Dr Naik is a tall man from India with an elongated face covered with a patchy, salt and pepper beard which for religious reasons stays untrimmed. A pair of glasses sits on top of his wide nose overlooking the eyes magnifying them both in size and impact. Except for the eyes (perhaps), by no means, anything strikes you in his appearance as extraordinary. Yet, you feel uncomfortable. I could not figure out until recently. However, now, I think it is the oddity of his attire that creates confusion. He wears a formal, well fitted, modern two-piece suit with a perfectly knotted necktie. What sets him apart is that while he puts on Western clothes he always covers his head with a knitted kufi cap and pulls up his pants above the ankles following the Islamic principles, an odd combination, don’t you think?
When I watched him for the first time a few years ago on television he was addressing a huge crowd. At least five thousand people had gathered to listen to his lecture. Not all of them belonged to his faith. There were Hindus, Sikhs and, yes, there were Christians as well. His popularity was soaring at that time spilling over to the neighboring states and piercing through the sectarian divides. Was his message that impressive? Or was it the blistering speed with which he fired off the verses from the Qur'an and Bible?
I think his message stood controversial from day one, sugar coating his fanaticism and covering up his intolerance. But, he rose to prominence anyway. That happened not because of his fund of knowledge, although it played an important role, but because it was the right time to have an expert on the study of comparative religions.
After 9/11, unsure of how to react to the allegations from the West, Muslims did not know how to defend their faith. Dr Naik, quite simply, through his command both on the Bible and the Qur'an, cheered them up. After listening to his lecture, instead of getting nervous about the invasion of Iraq and Afghanistan, every Muslim felt revitalized, confident about the supremacy of their religion and the accuracy of their scripture.
At that time, he should have stayed focused on the area of his expertise limiting his discussions to the scriptures. But, like any other religious scholar who get carried away with media attention and notoriety, he too started commenting on every subject - from international politics to evolution - in his lectures, and made the same mistake as his predecessors: combining religious facts with personal opinion. On one occasion he said that the 9/11 attack was an inside job and that he could not pronounce Osama bin Laden (OBL) a terrorist because he (Dr Naik) had not met the leader of Al Qaeda personally nor did he have any proof of OBL’s guilt. He did not stop there, and went on to say, “If bin Laden is fighting enemies of Islam, I am for him, but I am not sure if he is.” True, these comments made him unpopular in the West but here at home, as an emerging anti-imperialist scholar, his popularity graph climbed higher and higher.
As if the geo-politics was not enough, he then commented as a scientist specializing in evolution and said, “Evolution is still a theory, which has not been confirmed yet,” implying that soon new evidence would emerge which would undermine, refute or oppose the current concepts of human existence.

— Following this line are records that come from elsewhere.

//! In-process host backend
//!
//! Keeps every native object as an entry in a table and renders nothing.
//! Used by the test suites and as a fallback where no host GL stack exists.
//! Failure knobs let callers exercise the error paths of the translator.

use std::collections::{BTreeMap, BTreeSet};
use std::sync::atomic::{AtomicBool, AtomicU64, AtomicUsize, Ordering};
use std::sync::Arc;

use gles_names::ShareGroup;
use log::trace;
use parking_lot::Mutex;

use super::{ClientApi, ClientContextId, Engine, NativeDisplay};
use crate::config::{ConfigInfo, PBUFFER_MAX_HEIGHT, PBUFFER_MAX_PIXELS, PBUFFER_MAX_WIDTH};
use crate::surface::PbufferInfo;
use crate::types::{
    Caveat, GlesVersion, NativeContext, NativeDisplayId, NativePixelFormat, NativeSurface,
    NativeWindow, RenderableType, SurfaceType, TransparentType,
};

/// Host windows known to the backend
#[derive(Debug, Clone, Copy)]
struct WindowState {
    width: u32,
    height: u32,
    /// Pixel format fixed by the first surface created on the window
    format: Option<NativePixelFormat>,
}

#[derive(Debug, Clone, Copy)]
enum DrawableState {
    Window(NativeWindow),
    Pbuffer,
}

type DestroyHook = Box<dyn Fn(NativeContext) + Send + Sync>;

struct HostState {
    next_id: AtomicU64,
    configs: Vec<ConfigInfo>,
    refused_displays: Mutex<BTreeSet<NativeDisplayId>>,
    open_displays: AtomicUsize,
    windows: Mutex<BTreeMap<NativeWindow, WindowState>>,
    drawables: Mutex<BTreeMap<NativeSurface, DrawableState>>,
    contexts: Mutex<BTreeSet<NativeContext>>,
    /// Called with each context the translator destroys
    destroy_hook: Mutex<Option<DestroyHook>>,
    fail_contexts: AtomicBool,
    fail_pbuffers: AtomicBool,
    fail_make_current: AtomicBool,
    make_current_calls: AtomicUsize,
    swaps: AtomicUsize,
}

impl HostState {
    fn alloc_id(&self) -> u64 {
        self.next_id.fetch_add(1, Ordering::SeqCst)
    }
}

/// Headless host display system
#[derive(Clone)]
pub struct HeadlessEngine {
    state: Arc<HostState>,
}

impl HeadlessEngine {
    /// Engine offering [`HeadlessEngine::default_configs`]
    pub fn new() -> Self {
        Self::with_configs(Self::default_configs())
    }

    pub fn with_configs(configs: Vec<ConfigInfo>) -> Self {
        Self {
            state: Arc::new(HostState {
                next_id: AtomicU64::new(0x100),
                configs,
                refused_displays: Mutex::new(BTreeSet::new()),
                open_displays: AtomicUsize::new(0),
                windows: Mutex::new(BTreeMap::new()),
                drawables: Mutex::new(BTreeMap::new()),
                contexts: Mutex::new(BTreeSet::new()),
                destroy_hook: Mutex::new(None),
                fail_contexts: AtomicBool::new(false),
                fail_pbuffers: AtomicBool::new(false),
                fail_make_current: AtomicBool::new(false),
                make_current_calls: AtomicUsize::new(0),
                swaps: AtomicUsize::new(0),
            }),
        }
    }

    /// RGBA8888 with depth and stencil, an RGBA8888 pbuffer-only config and
    /// a multisampled RGB888 config
    pub fn default_configs() -> Vec<ConfigInfo> {
        vec![
            host_config(1, [8, 8, 8, 8], 24, 8, 0, SurfaceType::WINDOW | SurfaceType::PBUFFER),
            host_config(2, [8, 8, 8, 8], 0, 0, 0, SurfaceType::PBUFFER),
            host_config(3, [8, 8, 8, 0], 24, 8, 4, SurfaceType::WINDOW | SurfaceType::PBUFFER),
        ]
    }

    /// Make `open_display` fail for `id`
    pub fn refuse_display(&self, id: NativeDisplayId) {
        self.state.refused_displays.lock().insert(id);
    }

    pub fn open_display_count(&self) -> usize {
        self.state.open_displays.load(Ordering::SeqCst)
    }

    /// Create a host window of the given size
    pub fn create_window(&self, width: u32, height: u32) -> NativeWindow {
        let window = NativeWindow(self.state.alloc_id());
        self.state.windows.lock().insert(
            window,
            WindowState {
                width,
                height,
                format: None,
            },
        );
        window
    }

    /// Destroy a host window. Surfaces on it become invalid.
    pub fn close_window(&self, window: NativeWindow) {
        self.state.windows.lock().remove(&window);
    }

    pub fn live_context_count(&self) -> usize {
        self.state.contexts.lock().len()
    }

    pub fn is_live_context(&self, context: NativeContext) -> bool {
        self.state.contexts.lock().contains(&context)
    }

    pub fn pbuffer_count(&self) -> usize {
        self.state
            .drawables
            .lock()
            .values()
            .filter(|drawable| matches!(drawable, DrawableState::Pbuffer))
            .count()
    }

    /// Run `hook` at the start of every `destroy_context`
    pub fn on_destroy_context(&self, hook: impl Fn(NativeContext) + Send + Sync + 'static) {
        *self.state.destroy_hook.lock() = Some(Box::new(hook));
    }

    pub fn set_fail_contexts(&self, fail: bool) {
        self.state.fail_contexts.store(fail, Ordering::SeqCst);
    }

    pub fn set_fail_pbuffers(&self, fail: bool) {
        self.state.fail_pbuffers.store(fail, Ordering::SeqCst);
    }

    pub fn set_fail_make_current(&self, fail: bool) {
        self.state.fail_make_current.store(fail, Ordering::SeqCst);
    }

    pub fn make_current_calls(&self) -> usize {
        self.state.make_current_calls.load(Ordering::SeqCst)
    }

    pub fn swap_count(&self) -> usize {
        self.state.swaps.load(Ordering::SeqCst)
    }
}

impl Default for HeadlessEngine {
    fn default() -> Self {
        Self::new()
    }
}

fn host_config(
    id: i32,
    [red, green, blue, alpha]: [i32; 4],
    depth: i32,
    stencil: i32,
    samples: i32,
    surface_type: SurfaceType,
) -> ConfigInfo {
    ConfigInfo {
        red_size: red,
        green_size: green,
        blue_size: blue,
        alpha_size: alpha,
        caveat: Caveat::None,
        config_id: id,
        depth_size: depth,
        frame_buffer_level: 0,
        max_pbuffer_width: PBUFFER_MAX_WIDTH,
        max_pbuffer_height: PBUFFER_MAX_HEIGHT,
        max_pbuffer_size: PBUFFER_MAX_PIXELS,
        native_renderable: false,
        renderable_type: RenderableType::OPENGL_ES | RenderableType::OPENGL_ES2,
        native_visual_id: 0,
        native_visual_type: 0,
        samples_per_pixel: samples,
        stencil_size: stencil,
        surface_type,
        transparent_type: TransparentType::None,
        trans_red_val: 0,
        trans_green_val: 0,
        trans_blue_val: 0,
        format: NativePixelFormat(id as u64),
    }
}

impl Engine for HeadlessEngine {
    fn open_display(&self, id: NativeDisplayId) -> Option<Arc<dyn NativeDisplay>> {
        if self.state.refused_displays.lock().contains(&id) {
            return None;
        }
        self.state.open_displays.fetch_add(1, Ordering::SeqCst);
        Some(Arc::new(HeadlessDisplay {
            state: self.state.clone(),
        }))
    }

    fn create_window_surface(&self, window: NativeWindow) -> Option<NativeSurface> {
        if !self.state.windows.lock().contains_key(&window) {
            return None;
        }
        let surface = NativeSurface(self.state.alloc_id());
        self.state
            .drawables
            .lock()
            .insert(surface, DrawableState::Window(window));
        Some(surface)
    }

    fn proc_address(&self, name: &str) -> Option<usize> {
        // Core entry points only
        name.starts_with("gl").then(|| 0x1_0000 + name.len())
    }
}

/// Connection to the headless host
struct HeadlessDisplay {
    state: Arc<HostState>,
}

impl NativeDisplay for HeadlessDisplay {
    fn query_configs(&self, renderable: RenderableType) -> Vec<ConfigInfo> {
        self.state
            .configs
            .iter()
            .filter(|info| info.renderable_type.intersects(renderable))
            .cloned()
            .collect()
    }

    fn is_valid_window(&self, window: NativeWindow) -> bool {
        self.state.windows.lock().contains_key(&window)
    }

    fn is_valid_surface(&self, surface: NativeSurface) -> bool {
        let drawable = self.state.drawables.lock().get(&surface).copied();
        match drawable {
            Some(DrawableState::Window(window)) => self.is_valid_window(window),
            Some(DrawableState::Pbuffer) => true,
            None => false,
        }
    }

    fn check_window_pixel_format(
        &self,
        window: NativeWindow,
        format: NativePixelFormat,
    ) -> Option<(u32, u32)> {
        let mut windows = self.state.windows.lock();
        let state = windows.get_mut(&window)?;
        match state.format {
            Some(fixed) if fixed != format => None,
            _ => {
                state.format = Some(format);
                Some((state.width, state.height))
            }
        }
    }

    fn create_context(
        &self,
        _format: NativePixelFormat,
        share: Option<NativeContext>,
    ) -> Option<NativeContext> {
        if self.state.fail_contexts.load(Ordering::SeqCst) {
            return None;
        }
        let mut contexts = self.state.contexts.lock();
        if share.map_or(false, |share| !contexts.contains(&share)) {
            return None;
        }
        let context = NativeContext(self.state.alloc_id());
        contexts.insert(context);
        trace!("headless context {:?}", context);
        Some(context)
    }

    fn destroy_context(&self, context: NativeContext) -> bool {
        if let Some(hook) = self.state.destroy_hook.lock().as_ref() {
            hook(context);
        }
        self.state.contexts.lock().remove(&context)
    }

    fn create_pbuffer(
        &self,
        _format: NativePixelFormat,
        _info: &PbufferInfo,
    ) -> Option<NativeSurface> {
        if self.state.fail_pbuffers.load(Ordering::SeqCst) {
            return None;
        }
        let surface = NativeSurface(self.state.alloc_id());
        self.state
            .drawables
            .lock()
            .insert(surface, DrawableState::Pbuffer);
        Some(surface)
    }

    fn release_pbuffer(&self, surface: NativeSurface) -> bool {
        self.state.drawables.lock().remove(&surface).is_some()
    }

    fn make_current(
        &self,
        read: Option<NativeSurface>,
        draw: Option<NativeSurface>,
        context: Option<NativeContext>,
    ) -> bool {
        self.state.make_current_calls.fetch_add(1, Ordering::SeqCst);
        if self.state.fail_make_current.load(Ordering::SeqCst) {
            return false;
        }
        if let Some(context) = context {
            if !self.state.contexts.lock().contains(&context) {
                return false;
            }
        }
        let drawables = self.state.drawables.lock();
        [read, draw]
            .iter()
            .flatten()
            .all(|surface| drawables.contains_key(surface))
    }

    fn swap_buffers(&self, _surface: NativeSurface) {
        self.state.swaps.fetch_add(1, Ordering::SeqCst);
    }

    fn release(&self) -> bool {
        self.state.open_displays.fetch_sub(1, Ordering::SeqCst);
        true
    }
}

#[derive(Default)]
struct ClientContext {
    flushes: usize,
    finishes: usize,
    share_group: Option<Arc<ShareGroup>>,
}

/// Headless GLES implementation for one version
pub struct HeadlessClient {
    version: GlesVersion,
    initialized: AtomicBool,
    next_id: AtomicU64,
    contexts: Mutex<BTreeMap<ClientContextId, ClientContext>>,
    extensions: &'static [&'static str],
    fail_contexts: AtomicBool,
}

impl HeadlessClient {
    pub fn new(version: GlesVersion) -> Self {
        let extensions: &'static [&'static str] = match version {
            GlesVersion::V1_1 => &[
                "glEGLImageTargetTexture2DOES",
                "glEGLImageTargetRenderbufferStorageOES",
                "glBlendEquationOES",
                "glGenFramebuffersOES",
            ],
            GlesVersion::V2_0 => &[
                "glEGLImageTargetTexture2DOES",
                "glEGLImageTargetRenderbufferStorageOES",
            ],
        };
        Self {
            version,
            initialized: AtomicBool::new(false),
            next_id: AtomicU64::new(1),
            contexts: Mutex::new(BTreeMap::new()),
            extensions,
            fail_contexts: AtomicBool::new(false),
        }
    }

    pub fn is_initialized(&self) -> bool {
        self.initialized.load(Ordering::SeqCst)
    }

    pub fn set_fail_contexts(&self, fail: bool) {
        self.fail_contexts.store(fail, Ordering::SeqCst);
    }

    pub fn context_count(&self) -> usize {
        self.contexts.lock().len()
    }

    pub fn flush_count(&self, context: ClientContextId) -> usize {
        self.contexts.lock().get(&context).map_or(0, |ctx| ctx.flushes)
    }

    pub fn finish_count(&self, context: ClientContextId) -> usize {
        self.contexts.lock().get(&context).map_or(0, |ctx| ctx.finishes)
    }

    /// Share group handed over by the last `init_context`
    pub fn share_group(&self, context: ClientContextId) -> Option<Arc<ShareGroup>> {
        self.contexts
            .lock()
            .get(&context)
            .and_then(|ctx| ctx.share_group.clone())
    }
}

impl ClientApi for HeadlessClient {
    fn version(&self) -> GlesVersion {
        self.version
    }

    fn init(&self) {
        self.initialized.store(true, Ordering::SeqCst);
    }

    fn create_context(&self) -> Option<ClientContextId> {
        if self.fail_contexts.load(Ordering::SeqCst) {
            return None;
        }
        let id = ClientContextId(self.next_id.fetch_add(1, Ordering::SeqCst));
        self.contexts.lock().insert(id, ClientContext::default());
        Some(id)
    }

    fn init_context(&self, context: ClientContextId, share_group: &Arc<ShareGroup>) {
        if let Some(ctx) = self.contexts.lock().get_mut(&context) {
            ctx.share_group = Some(share_group.clone());
        }
    }

    fn delete_context(&self, context: ClientContextId) {
        self.contexts.lock().remove(&context);
    }

    fn flush(&self, context: ClientContextId) {
        if let Some(ctx) = self.contexts.lock().get_mut(&context) {
            ctx.flushes += 1;
        }
    }

    fn finish(&self, context: ClientContextId) {
        if let Some(ctx) = self.contexts.lock().get_mut(&context) {
            ctx.finishes += 1;
        }
    }

    fn proc_address(&self, name: &str) -> Option<usize> {
        let base = 0x1000 * (self.version.index() + 1);
        self.extensions
            .iter()
            .position(|ext| *ext == name)
            .map(|pos| base + pos)
    }
}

But the final nail he drove into the coffin of his clean reputation was his repetitive, unapologetic and incautious remarks about Yazeed, the notorious Ummayad Caliph responsible for the martyrdom of Hazrat Imam Hussein (RA). That statement unmasked the facade of his neutral and objective approach towards religious discord, exposing him as the supporter of the doctrine promoted by Ibne Taimeyyah and followed in letter and spirit by the Kingdom of Saudi Arabia through a pact between the House of Sauds and its religious elite. What should have happened next if you took a stance against Shiites in public in favor of Salafi doctrine? Yes, you guessed it right.
Standing next to the newly crowned King of Saudi Arabia and holding the certificate with him, Dr Zakir Naik received the most-prestigious award of the Kingdom last week. It was handed over to him in recognition of his “Service to Islam” in a ceremony hosted by the Royals, held at a splendid five star hotel. Facing the camera, a big smile runs across his face as if he truly believes he has served the religion well and has built a bridge between the hostile sects, which of course, did not happen.
The tragedy with many scholars in my opinion is that the more you want to define Islam through the eye of a single expert, the more you reject the alternate points of view, and the more you elevate yourself on a higher moral pedestal the distortion and fragmentation you are going to create in religion would be much deeper and harder to reconcile, and that is what happened to Dr Naik as well.